Pada level legislatif, visualisasi demoriter terlihat dari hasil revisi UU tentang MPR, DPR, DPRD, DPD dengan memasukan Pasal 122 huruf (K). Inti pasal tersebut, memberikan kewenangan kepada Mahkamah Kehormatan Dewan untuk mengambil langkah hukum atau lainnya terhadap orang/kelompok yang merendahkan anggota DPR. Keberadaan pasal tersebut, berpotensi mengekang kebebasan berpendapat seseorang yang mengkritik DPR. Model regulasi tersebut, kembali meneguhkan adanya doktrin anti-kritik yang tidak dikenal dalam alam demokrasi.
Dianutnya demokrasi, sejatinya meniscayakan bagi negara dan aparatusnya dituntut selalu siap mengakomodir tuntutan transparansi dan partisipasi publik yang dahsyat dan terkadang begitu liar. Itu semua merupakan ekses natural dalam penyelenggaraan demokrasi, sehingga mengakomodirnya menjadi keharusan ketimbang memberangusnya dengan tuduhan fitnah dan penyebar hoaks.
Kehadiran kritikus dan oposan dalam demokrasi, harusnya dijadikan modal sosial untuk bersama membangun visi-misi kebangsaan yang bersih, transparan, dan akuntabel. Karena itu, kemitraan lah yang seharusnya dibangun, bukan malah permusuhan.
Gejala demoriter, juga nampak pada lapisan aparatus penegak hukum. Hal ini misalnya dapat dilihat fenomena penyingkap kebenaran yang malah dituduh sebagai penyebar fitnah atau hoaks, sehingga penyelidikan dilakukan ketimbang menyelidiki dibalik fakta yang diungkap sang penyingkap.
Hal itu menandakan, kritik tidak lagi dimaknai sebagai jalan untuk mengoreksi kesalahan, melainkan sebagai ancaman akan terungkapnya kebusukan.
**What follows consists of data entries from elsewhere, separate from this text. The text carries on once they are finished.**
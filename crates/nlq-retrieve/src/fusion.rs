//! Score fusion for hybrid retrieval.

use std::collections::HashMap;

use ulid::Ulid;

use nlq_core::ScoredDocument;

/// Rescale scores into [0, 1] per result list.
///
/// A constant or single-element list maps every score to 1.0 so one
/// degenerate leg cannot zero out its contribution.
pub fn min_max_normalize(hits: &mut [ScoredDocument]) {
    if hits.is_empty() {
        return;
    }

    let min = hits.iter().map(|h| h.score).fold(f32::INFINITY, f32::min);
    let max = hits
        .iter()
        .map(|h| h.score)
        .fold(f32::NEG_INFINITY, f32::max);
    let range = max - min;

    for hit in hits {
        hit.score = if range > 0.0 {
            (hit.score - min) / range
        } else {
            1.0
        };
    }
}

/// Fuse two normalized result lists with fixed weights.
///
/// A document present in only one list contributes zero for the other
/// component. Output is deduplicated by id, sorted by fused score
/// descending, and truncated to k. Ties keep the order in which the
/// candidates first appeared, vector leg before keyword leg.
pub fn fuse_min_max(
    mut vector_hits: Vec<ScoredDocument>,
    mut keyword_hits: Vec<ScoredDocument>,
    vector_weight: f32,
    keyword_weight: f32,
    k: usize,
) -> Vec<ScoredDocument> {
    min_max_normalize(&mut vector_hits);
    min_max_normalize(&mut keyword_hits);

    let mut positions: HashMap<Ulid, usize> = HashMap::new();
    let mut fused: Vec<ScoredDocument> = Vec::new();

    for hit in vector_hits {
        let score = vector_weight * hit.score;
        match positions.get(&hit.document.id) {
            Some(&pos) => fused[pos].score = score,
            None => {
                positions.insert(hit.document.id, fused.len());
                fused.push(ScoredDocument {
                    score,
                    document: hit.document,
                });
            }
        }
    }

    for hit in keyword_hits {
        let contribution = keyword_weight * hit.score;
        match positions.get(&hit.document.id) {
            Some(&pos) => fused[pos].score += contribution,
            None => {
                positions.insert(hit.document.id, fused.len());
                fused.push(ScoredDocument {
                    score: contribution,
                    document: hit.document,
                });
            }
        }
    }

    // Stable sort keeps first-seen order among equal scores.
    fused.sort_by(|a, b| {
        b.score
            .partial_cmp(&a.score)
            .unwrap_or(std::cmp::Ordering::Equal)
    });
    fused.truncate(k);
    fused
}

#[cfg(test)]
mod tests {
    use super::*;
    use nlq_core::{CollectionTag, Document};

    fn hit(doc: &Document, score: f32) -> ScoredDocument {
        ScoredDocument {
            document: doc.clone(),
            score,
        }
    }

    fn docs(n: usize) -> Vec<Document> {
        (0..n)
            .map(|i| Document::new(CollectionTag::Knowledge, &format!("doc {}", i)))
            .collect()
    }

    #[test]
    fn test_normalize_maps_to_unit_interval() {
        let d = docs(3);
        let mut hits = vec![hit(&d[0], 5.0), hit(&d[1], 15.0), hit(&d[2], 10.0)];
        min_max_normalize(&mut hits);
        assert_eq!(hits[0].score, 0.0);
        assert_eq!(hits[1].score, 1.0);
        assert_eq!(hits[2].score, 0.5);
    }

    #[test]
    fn test_normalize_constant_list_maps_to_one() {
        let d = docs(2);
        let mut hits = vec![hit(&d[0], 7.0), hit(&d[1], 7.0)];
        min_max_normalize(&mut hits);
        assert!(hits.iter().all(|h| h.score == 1.0));
    }

    #[test]
    fn test_normalize_single_element_maps_to_one() {
        let d = docs(1);
        let mut hits = vec![hit(&d[0], 42.0)];
        min_max_normalize(&mut hits);
        assert_eq!(hits[0].score, 1.0);
    }

    #[test]
    fn test_fused_scores_stay_in_unit_interval() {
        let d = docs(3);
        let vector = vec![hit(&d[0], 0.9), hit(&d[1], 0.3)];
        let keyword = vec![hit(&d[0], 12.0), hit(&d[2], 4.0)];

        let fused = fuse_min_max(vector, keyword, 0.7, 0.3, 10);
        for f in &fused {
            assert!(f.score >= 0.0 && f.score <= 1.0);
        }
    }

    #[test]
    fn test_document_in_both_lists_ranks_highest() {
        let d = docs(3);
        let vector = vec![hit(&d[0], 1.0), hit(&d[1], 0.5)];
        let keyword = vec![hit(&d[0], 8.0), hit(&d[2], 3.0)];

        let fused = fuse_min_max(vector, keyword, 0.7, 0.3, 10);
        assert_eq!(fused[0].document.id, d[0].id);
        assert_eq!(fused[0].score, 1.0);
    }

    #[test]
    fn test_missing_component_contributes_zero() {
        let d = docs(2);
        let vector = vec![hit(&d[0], 1.0)];
        let keyword = vec![hit(&d[1], 5.0)];

        let fused = fuse_min_max(vector, keyword, 0.7, 0.3, 10);
        let vector_only = fused.iter().find(|f| f.document.id == d[0].id).unwrap();
        let keyword_only = fused.iter().find(|f| f.document.id == d[1].id).unwrap();
        assert!((vector_only.score - 0.7).abs() < 1e-6);
        assert!((keyword_only.score - 0.3).abs() < 1e-6);
    }

    #[test]
    fn test_output_deduplicated_and_truncated() {
        let d = docs(5);
        let vector: Vec<_> = d.iter().enumerate().map(|(i, x)| hit(x, i as f32)).collect();
        let keyword: Vec<_> = d.iter().map(|x| hit(x, 1.0)).collect();

        let fused = fuse_min_max(vector, keyword, 0.7, 0.3, 3);
        assert_eq!(fused.len(), 3);
        let mut ids: Vec<_> = fused.iter().map(|f| f.document.id).collect();
        ids.dedup();
        assert_eq!(ids.len(), 3);
    }

    #[test]
    fn test_ties_keep_first_seen_order() {
        let d = docs(2);
        // The later-created document comes first in the hit list; the
        // tie must follow list position, not id order.
        let keyword = vec![hit(&d[1], 5.0), hit(&d[0], 5.0)];
        let fused = fuse_min_max(Vec::new(), keyword, 0.0, 1.0, 10);
        assert_eq!(fused[0].document.id, d[1].id);
        assert_eq!(fused[1].document.id, d[0].id);
    }

    #[test]
    fn test_empty_legs() {
        let d = docs(1);
        let fused = fuse_min_max(Vec::new(), vec![hit(&d[0], 2.0)], 0.7, 0.3, 10);
        assert_eq!(fused.len(), 1);
        assert!((fused[0].score - 0.3).abs() < 1e-6);

        assert!(fuse_min_max(Vec::new(), Vec::new(), 0.7, 0.3, 10).is_empty());
    }
}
Hal itu tentu menjadi tabiat anakronis dalam panorama demokrasi, sehingga jika dibiarkan akan menimbulkan fragilitas atau kerapuhan dalam demokrasi.
Demoriter yang merupakan wajah baru dari otoriter, tentu bukan wujud kekuasaan yang baik. Terlebih pada penghujung 80-an, di berbagai belahan dunia satu demi satu rezim otoriter dan para diktatornya harus paksa berakhir kekuasaannya. Sejak saat itu pula, menjadi tanda otoritarianisme tak kuasa merayu masyarakat sipil untuk tidak menagih hak dan kedaulatannya.
Pun demikian, munculnya gejala otoritarianisme dengan wajah baru berbalut demokrasi, sesungguhnya merupakan fase anakronis yang pasti tidak akan berumur panjang. Cepat atau lambat, kekuatan sipil akan dengan mudah melakukan koreksi melalui variasi cara terhadap pelakunya.
Praktek demokrasi di Indonesia memang belum seutuhnya ideal, karena itu membantu mewujudkan idealitas berdemokrasi lebih bijak ketimbang membajaknya. Dalil itu pula yang wajib dijadikan pedoman bagi penguasa dan aparatusnya.
Di lain hal, penguasa dan aparatusnya harus sadar bahwa praktek otoritarianisme, sentralisme, dan monopoli kuasa telah dipaksa batal oleh sejarah sehingga memunculkan ulang akan menjadi langkah muspro. Justru langkah yang harus dilakukan, ialah dengan menjadikan spirit demokrasi sebagai pedoman dan instrumen dalam pengambilan kebijakan sehingga melahirkan keadilan, kepastian, dan kemanfaatan. Semoga.